Typically, the paintings managed to convey a still silence within the scene.
Relatives were never portrayed in conversation.
Any doctor present was portrayed as without active function, instead silently presiding, often in the shadowed background, over an inevitable passing. Any relatives in the paintings tended to sit, one hand over their eyes, the other holding the hand of the dying man or woman.
It is difficult to compare that reality with today’s dying, partly because we have no art using death as its focus these days.
It has ceased to be a favoured or even a possible subject for an artist.
Ironically, we would see as an invasion of privacy the presence at a death bed of an artist with a sketch pad or a photographer with a camera, even though many, if not most people now die without either privacy or stillness, in harshly bright hospital rooms, surrounded by impersonally-bleeping machines, physically connected to IVs and catheters.
Where relatives are present with a medical professional, the conversation often takes the form of the family wanting to know if everything possible has been done for their loved one.
DESPITE the change in the way we die (although the high-tech horror of hospital death is at least counter-pointed by the more civilised possibilities offered by hospice care) some of the Victorian mind-set has sustained into the 21st century, notably the sense that, once a diagnosis of terminal illness has been delivered, it behoves the individual to go home and “put their papers in order.” Although that mind-set was not in media play when it emerged that Brian Lenihan had no plans to relinquish his Government responsibilities, it was certainly manifest in private conversations.
“Wouldn’t you think he’d want to be at home with his family?” people asked, as if continuation in office were somehow the less noble option.
It was a half-thought-out reaction on two fronts. First of all, neither Brian Lenihan nor his medical advisors knew, at the point of diagnosis, how much time was left to him.
So how would it have made sense for him to withdraw from public life and stay at home for one, two, three or four years?
A cancer-sufferer facing death in the medium to long term does not, in real terms, face an idyllic domestic scene characterised by constant family presence, and anyway, such concentration of attention might be more onerous than helpful to any of those concerned.
What too frequently happens when someone facing such a diagnosis leaves work and stays at home, is that the payoff is illness-institutionalisation.
They sacrifice the identity associated with their career for a new identity (if not career) as a patient /cancer sufferer, their calendars dominated by medical appointments, their reading- matter heavy on printouts of blood and cell counts, their circle of colleagues and friends replaced by scarf-wearing acquaintances encountered in the oncologist’s waiting room.

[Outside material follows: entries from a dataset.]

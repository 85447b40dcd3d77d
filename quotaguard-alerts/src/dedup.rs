use std::collections::HashMap;
use std::sync::Mutex;
use std::time::Duration;

use chrono::{DateTime, Utc};
use quotaguard_types::{AlertRecord, DedupKey};

/// Collapses repeated `(account, type, severity)` alerts within a rolling window.
///
/// A single alert stream may re-observe the same condition every evaluation
/// cycle; the window is anchored on the last *delivered* occurrence so a
/// steady-state condition alerts once per window rather than never again.
pub struct Dedup {
    records: Mutex<HashMap<DedupKey, AlertRecord>>,
    window: Duration,
}

impl Dedup {
    /// Builds a dedup table with the given collapse window.
    #[must_use]
    pub fn new(window: Duration) -> Self {
        Self {
            records: Mutex::new(HashMap::new()),
            window,
        }
    }

    /// Observes one occurrence of `key` at `now`. Returns `true` if this
    /// occurrence should be delivered (first sighting, or the window has
    /// elapsed since the last delivery), `false` if it should be suppressed.
    pub fn observe(&self, key: DedupKey, now: DateTime<Utc>) -> bool {
        let window = chrono::Duration::from_std(self.window).unwrap_or_default();
        let mut records = self.records.lock().expect("dedup mutex poisoned");
        match records.get_mut(&key) {
            Some(record) if now - record.sent_at < window => {
                record.count += 1;
                false
            }
            Some(record) => {
                record.sent_at = now;
                record.count += 1;
                true
            }
            None => {
                let record = AlertRecord {
                    key: key.to_string(),
                    sent_at: now,
                    count: 1,
                };
                records.insert(key, record);
                true
            }
        }
    }

    /// Drops records whose window has fully elapsed, bounding memory for
    /// accounts/alert types that have stopped firing.
    pub fn sweep(&self, now: DateTime<Utc>) {
        let window = chrono::Duration::from_std(self.window).unwrap_or_default();
        self.records
            .lock()
            .expect("dedup mutex poisoned")
            .retain(|_, record| now - record.sent_at < window);
    }
}

#[cfg(test)]
mod tests {
    use super::*;
    use quotaguard_types::{AccountId, Severity};

    fn key(id: &str) -> DedupKey {
        DedupKey::new(AccountId::new(id), &quotaguard_types::AlertType::Exhausted, Severity::Critical)
    }

    #[test]
    fn first_observation_always_delivers() {
        let dedup = Dedup::new(Duration::from_secs(1800));
        assert!(dedup.observe(key("a"), Utc::now()));
    }

    #[test]
    fn duplicate_within_window_is_suppressed() {
        let dedup = Dedup::new(Duration::from_secs(1800));
        let now = Utc::now();
        assert!(dedup.observe(key("a"), now));
        assert!(!dedup.observe(key("a"), now + chrono::Duration::minutes(10)));
    }

    #[test]
    fn duplicate_after_window_elapses_delivers_again() {
        let dedup = Dedup::new(Duration::from_secs(1800));
        let now = Utc::now();
        assert!(dedup.observe(key("a"), now));
        assert!(!dedup.observe(key("a"), now + chrono::Duration::minutes(10)));
        let after_window = now + chrono::Duration::minutes(30) + chrono::Duration::seconds(1);
        assert!(dedup.observe(key("a"), after_window));
    }

    #[test]
    fn sweep_drops_stale_records() {
        let dedup = Dedup::new(Duration::from_secs(60));
        let now = Utc::now();
        dedup.observe(key("a"), now);
        dedup.sweep(now + chrono::Duration::seconds(120));
        assert_eq!(dedup.records.lock().unwrap().len(), 0);
    }
}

Some fine writers have recorded this process in infinitely sad media diaries.
Those published stories provide value on a literary level, to other sufferers and undoubtedly to the writers themselves.
But Brian Lenihan’s refusal to allow his illness to become more important than his job or permit it to become definitive of who he was, provides an interesting alternative, rendered more significant by the level of pressure he sustained, consequent upon the hellish economic circumstances with which he had to deal. He chose not to go home and put his papers in order.
Instead, he subordinated his illness and its treatment regimen to his efforts to put the nation’s finances in order.
More than 20 years ago, Norman Cousins might have been writing about Mr Lenihan when he said: “Hope, faith, love, and a strong will to live offer no promise of immortality, only proof of our uniqueness as human beings and the opportunity to experience full growth even under the grimmest circumstances. The clock provides only a technical measurement of how long we live. Far more real than the ticking of time is the way we open up the minutes and invest them with meaning. Death is not the ultimate tragedy in life. The ultimate tragedy is to die without discovering the possibilities of full growth.”